TASK BRIEF –
Set down, please, without alteration, the lines of the entries below from the first through the one containing "final URL and is".

[Opening DATA SHOWN section]

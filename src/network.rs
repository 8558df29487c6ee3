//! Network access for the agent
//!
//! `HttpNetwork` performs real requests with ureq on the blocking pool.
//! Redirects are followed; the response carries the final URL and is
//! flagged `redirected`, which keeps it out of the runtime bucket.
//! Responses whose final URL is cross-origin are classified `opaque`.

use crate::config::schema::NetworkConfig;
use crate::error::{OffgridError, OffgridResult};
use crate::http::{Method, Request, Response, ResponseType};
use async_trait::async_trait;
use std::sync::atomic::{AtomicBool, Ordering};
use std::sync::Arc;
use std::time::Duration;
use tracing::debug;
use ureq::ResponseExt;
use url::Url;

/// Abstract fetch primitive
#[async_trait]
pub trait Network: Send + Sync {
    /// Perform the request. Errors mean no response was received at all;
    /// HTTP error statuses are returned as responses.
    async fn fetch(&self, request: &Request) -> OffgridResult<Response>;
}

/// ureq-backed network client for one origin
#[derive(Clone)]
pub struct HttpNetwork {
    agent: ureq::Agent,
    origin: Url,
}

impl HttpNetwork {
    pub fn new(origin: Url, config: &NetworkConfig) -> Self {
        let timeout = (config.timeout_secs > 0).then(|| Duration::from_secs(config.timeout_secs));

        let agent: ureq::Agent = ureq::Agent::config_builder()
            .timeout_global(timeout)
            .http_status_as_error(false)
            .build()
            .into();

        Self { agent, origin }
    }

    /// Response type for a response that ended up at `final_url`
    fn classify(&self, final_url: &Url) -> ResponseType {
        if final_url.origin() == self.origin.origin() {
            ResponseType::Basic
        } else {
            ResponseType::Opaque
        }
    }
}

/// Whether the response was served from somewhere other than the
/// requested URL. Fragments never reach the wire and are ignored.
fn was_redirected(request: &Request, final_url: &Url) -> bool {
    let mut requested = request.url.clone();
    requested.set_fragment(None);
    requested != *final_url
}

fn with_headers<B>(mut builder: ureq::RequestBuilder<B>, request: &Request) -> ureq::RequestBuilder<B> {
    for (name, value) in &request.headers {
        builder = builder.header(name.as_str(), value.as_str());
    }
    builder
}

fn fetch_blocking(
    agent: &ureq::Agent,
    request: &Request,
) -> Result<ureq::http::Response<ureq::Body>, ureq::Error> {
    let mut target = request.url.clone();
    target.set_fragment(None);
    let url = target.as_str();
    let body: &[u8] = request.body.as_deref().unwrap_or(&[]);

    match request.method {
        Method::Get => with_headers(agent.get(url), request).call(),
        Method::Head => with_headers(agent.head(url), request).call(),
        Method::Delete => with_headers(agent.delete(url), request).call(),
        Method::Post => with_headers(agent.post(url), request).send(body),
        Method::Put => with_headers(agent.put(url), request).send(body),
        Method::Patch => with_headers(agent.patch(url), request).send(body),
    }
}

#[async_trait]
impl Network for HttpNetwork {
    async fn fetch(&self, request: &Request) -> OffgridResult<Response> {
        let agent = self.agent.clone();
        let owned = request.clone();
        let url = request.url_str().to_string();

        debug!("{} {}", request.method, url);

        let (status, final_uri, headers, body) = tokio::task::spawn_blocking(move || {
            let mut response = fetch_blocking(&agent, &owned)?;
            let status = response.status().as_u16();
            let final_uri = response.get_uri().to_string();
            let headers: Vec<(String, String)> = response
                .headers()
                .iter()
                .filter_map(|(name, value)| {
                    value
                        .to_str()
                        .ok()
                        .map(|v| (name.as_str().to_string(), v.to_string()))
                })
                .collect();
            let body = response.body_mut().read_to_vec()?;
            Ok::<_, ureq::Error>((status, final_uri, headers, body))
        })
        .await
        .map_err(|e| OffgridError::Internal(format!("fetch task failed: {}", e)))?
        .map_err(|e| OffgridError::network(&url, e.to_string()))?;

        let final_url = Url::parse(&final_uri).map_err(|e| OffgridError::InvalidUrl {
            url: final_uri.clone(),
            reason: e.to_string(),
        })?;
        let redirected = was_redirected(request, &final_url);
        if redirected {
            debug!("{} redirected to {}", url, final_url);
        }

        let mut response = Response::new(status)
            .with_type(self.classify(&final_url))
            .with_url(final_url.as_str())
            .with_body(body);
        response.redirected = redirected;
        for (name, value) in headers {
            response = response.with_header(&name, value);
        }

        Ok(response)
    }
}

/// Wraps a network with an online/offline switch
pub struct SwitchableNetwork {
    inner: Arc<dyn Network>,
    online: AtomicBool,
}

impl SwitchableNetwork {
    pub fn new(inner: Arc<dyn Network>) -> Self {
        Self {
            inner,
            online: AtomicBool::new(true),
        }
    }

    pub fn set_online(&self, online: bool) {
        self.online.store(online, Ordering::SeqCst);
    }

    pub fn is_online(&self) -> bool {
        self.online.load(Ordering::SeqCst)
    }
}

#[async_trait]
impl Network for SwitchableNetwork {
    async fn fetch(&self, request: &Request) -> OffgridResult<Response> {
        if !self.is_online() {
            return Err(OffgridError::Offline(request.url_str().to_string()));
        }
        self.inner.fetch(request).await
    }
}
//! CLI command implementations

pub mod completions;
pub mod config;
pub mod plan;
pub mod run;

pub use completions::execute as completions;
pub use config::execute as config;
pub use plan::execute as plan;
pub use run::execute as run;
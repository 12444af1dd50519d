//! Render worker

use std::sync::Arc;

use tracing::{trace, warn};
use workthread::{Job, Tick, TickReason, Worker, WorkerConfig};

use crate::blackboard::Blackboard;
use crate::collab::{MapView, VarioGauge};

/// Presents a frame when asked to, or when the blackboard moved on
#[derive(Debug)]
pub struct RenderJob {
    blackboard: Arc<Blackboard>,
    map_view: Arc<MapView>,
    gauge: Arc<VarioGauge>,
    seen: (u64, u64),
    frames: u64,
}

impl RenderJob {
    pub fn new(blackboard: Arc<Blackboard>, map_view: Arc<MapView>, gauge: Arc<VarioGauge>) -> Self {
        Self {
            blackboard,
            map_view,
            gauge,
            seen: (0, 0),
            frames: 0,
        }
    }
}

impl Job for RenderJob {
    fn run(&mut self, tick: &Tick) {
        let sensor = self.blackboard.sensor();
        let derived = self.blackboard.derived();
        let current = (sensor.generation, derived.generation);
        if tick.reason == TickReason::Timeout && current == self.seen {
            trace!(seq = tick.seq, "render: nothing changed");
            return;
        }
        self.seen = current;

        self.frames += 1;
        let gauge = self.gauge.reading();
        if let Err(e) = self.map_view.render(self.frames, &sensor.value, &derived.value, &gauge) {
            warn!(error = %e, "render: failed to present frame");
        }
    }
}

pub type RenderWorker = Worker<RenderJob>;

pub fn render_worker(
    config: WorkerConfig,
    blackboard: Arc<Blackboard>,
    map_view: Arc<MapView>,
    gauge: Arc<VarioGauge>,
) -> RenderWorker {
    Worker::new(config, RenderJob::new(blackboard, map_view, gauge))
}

[Closing DATA SHOWN section]

SOLUTION TO THE EXERCISE –
filename src/network.rs
repository 8558df29487c6ee3
//! Network access for the agent
//!
//! `HttpNetwork` performs real requests with ureq on the blocking pool.
//! Redirects are followed; the response carries the final URL and is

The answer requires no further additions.